Celui qui se décrit comme venant de la classe moyenne, qui adore prendre le train et s’enorgueillit de ses racines à Scranton, ville ouvrière de Pennsylvanie, veut convaincre qu’il refuse d’endosser les habits d’un homme politique comme les autres.
Avec l’âge — il affiche 78 ans au compteur — et les responsabilités, l’image de ce personnage s’est transformée, aux yeux de nombreux Américains, en celle d’un oncle sage mais joueur.
Ses détracteurs y voient le signe que Biden est trop fragile pour les rudes combats politiques dans les couloirs de Washington. Ils soulignent notamment qu’il n’a pas encore été en mesure de faire adopter ses ambitieux plans d’investissements par son propre parti.

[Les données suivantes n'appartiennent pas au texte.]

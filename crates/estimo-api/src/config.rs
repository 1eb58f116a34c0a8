use anyhow::Context;
use serde::{Deserialize, Serialize};
use std::fs;
use tracing::{info, warn};

#[derive(Deserialize, Serialize, Debug, Clone)]
pub struct Environment {
    #[serde(default = "default_env_type")]
    pub env_type: String,
}

impl Default for Environment {
    fn default() -> Self {
        Self { env_type: default_env_type() }
    }
}

#[derive(Deserialize, Serialize, Debug, Clone)]
pub struct ServerConfig {
    #[serde(default = "default_host")]
    pub host: String,
    #[serde(default = "default_port")]
    pub port: u16,
}

impl Default for ServerConfig {
    fn default() -> Self {
        Self { host: default_host(), port: default_port() }
    }
}

#[derive(Deserialize, Serialize, Debug, Clone)]
pub struct LimitsConfig {
    #[serde(default = "default_max_body_size_mb")]
    pub max_body_size_mb: usize,
    #[serde(default = "default_max_targets_per_request")]
    pub max_targets_per_request: usize,
    #[serde(default = "default_max_stages_per_sequence")]
    pub max_stages_per_sequence: usize,
    #[serde(default = "default_request_timeout_seconds")]
    pub request_timeout_seconds: u64,
}

impl Default for LimitsConfig {
    fn default() -> Self {
        Self {
            max_body_size_mb: default_max_body_size_mb(),
            max_targets_per_request: default_max_targets_per_request(),
            max_stages_per_sequence: default_max_stages_per_sequence(),
            request_timeout_seconds: default_request_timeout_seconds(),
        }
    }
}

#[derive(Deserialize, Serialize, Debug, Clone, Copy, PartialEq, Eq, Default)]
#[serde(rename_all = "lowercase")]
pub enum LogFormat {
    #[default]
    Pretty,
    Json,
}

impl std::str::FromStr for LogFormat {
    type Err = anyhow::Error;

    fn from_str(s: &str) -> Result<Self, Self::Err> {
        match s.trim().to_ascii_lowercase().as_str() {
            "pretty" => Ok(LogFormat::Pretty),
            "json" => Ok(LogFormat::Json),
            other => Err(anyhow::anyhow!("unknown log format '{other}'")),
        }
    }
}

#[derive(Deserialize, Serialize, Debug, Clone)]
pub struct LoggingConfig {
    #[serde(default)]
    pub format: LogFormat,
    /// Default `EnvFilter` directive when `RUST_LOG` is unset
    #[serde(default = "default_log_filter")]
    pub filter: String,
}

impl Default for LoggingConfig {
    fn default() -> Self {
        Self { format: LogFormat::default(), filter: default_log_filter() }
    }
}

#[derive(Deserialize, Serialize, Debug, Clone, Default)]
pub struct CatalogConfig {
    /// JSON file with `items` and `priceTiers` loaded into the in-memory catalog
    #[serde(default)]
    pub seed_path: Option<String>,
}

#[derive(Deserialize, Serialize, Debug, Clone, Default)]
pub struct EstimoConfig {
    #[serde(default)]
    pub environment: Environment,
    #[serde(default)]
    pub server: ServerConfig,
    #[serde(default)]
    pub limits: LimitsConfig,
    #[serde(default)]
    pub logging: LoggingConfig,
    #[serde(default)]
    pub catalog: CatalogConfig,
}

impl EstimoConfig {
    /// Load from `ESTIMO_CONFIG_PATH` (default `estimo.toml`). A missing file
    /// falls back to defaults; a malformed one is an error.
    pub fn load() -> anyhow::Result<Self> {
        let config_path =
            std::env::var("ESTIMO_CONFIG_PATH").unwrap_or_else(|_| "estimo.toml".to_string());

        match fs::read_to_string(&config_path) {
            Ok(config_str) => Self::from_toml(&config_str)
                .with_context(|| format!("Failed to parse configuration file '{config_path}'")),
            Err(_) => {
                warn!(
                    "Configuration file '{}' not found. Using default configuration.",
                    config_path
                );
                Ok(Self::default())
            }
        }
    }

    pub fn from_toml(config_str: &str) -> anyhow::Result<Self> {
        Ok(toml::from_str(config_str)?)
    }

    pub fn apply_profile(mut self) -> Self {
        info!(
            "Applying configuration profile for '{}' environment.",
            self.environment.env_type
        );

        if let Ok(host) = std::env::var("ESTIMO_HOST") {
            self.server.host = host;
        }
        if let Ok(port) = std::env::var("ESTIMO_PORT") {
            if let Ok(port_num) = port.parse::<u16>() {
                self.server.port = port_num;
            }
        }
        if let Ok(max_targets) = std::env::var("ESTIMO_MAX_TARGETS_PER_REQUEST") {
            if let Ok(max_targets_num) = max_targets.parse::<usize>() {
                self.limits.max_targets_per_request = max_targets_num;
            }
        }
        if let Ok(timeout) = std::env::var("ESTIMO_REQUEST_TIMEOUT_SECONDS") {
            if let Ok(timeout_num) = timeout.parse::<u64>() {
                self.limits.request_timeout_seconds = timeout_num;
            }
        }
        if let Ok(seed_path) = std::env::var("ESTIMO_CATALOG_SEED") {
            self.catalog.seed_path = Some(seed_path);
        }
        if let Ok(format) = std::env::var("ESTIMO_LOG_FORMAT") {
            match format.parse::<LogFormat>() {
                Ok(format) => self.logging.format = format,
                Err(err) => warn!("Ignoring ESTIMO_LOG_FORMAT: {}", err),
            }
        }

        self
    }

    pub fn bind_address(&self) -> String {
        format!("{}:{}", self.server.host, self.server.port)
    }
}

fn default_env_type() -> String {
    "default".to_string()
}
fn default_host() -> String {
    "127.0.0.1".to_string()
}
fn default_port() -> u16 {
    3000
}
fn default_max_body_size_mb() -> usize {
    16
}
fn default_max_targets_per_request() -> usize {
    1000
}
fn default_max_stages_per_sequence() -> usize {
    64
}
fn default_request_timeout_seconds() -> u64 {
    60
}
fn default_log_filter() -> String {
    "estimo_api=info,estimo_core=info,tower_http=info".to_string()
}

D’autres vont jusqu’à remettre en question son acuité mentale.
« Allez! »
Après 9 mois à la Maison Blanche, Joe Biden est indéniablement en mauvaise posture: 54% d’Américains désapprouvent sa politique, selon un récent sondage de NBC News, contre 42% qui la soutiennent.
Il ne se passe pas un jour sans que Donald Trump le critique, prétendant contre toute évidence qu’il a remporté l’élection de 2020 et préparant le terrain pour la prochaine élection, en 2024.
Et c’est la panique dans le camp démocrate, dont le candidat au poste de gouverneur en Virginie pourrait perdre mardi contre un trumpiste, présageant de lourdes pertes lors des élections législatives de mi-mandat, l’an prochain.
Mais Joe Biden ne se laisse pas abattre. Tout au plus laisse-t-il parfois échapper un « Allez! » exaspéré.
Ou, comme à Rome, hausse-t-il les épaules en lançant que les sondages, « ça monte et ça descend ».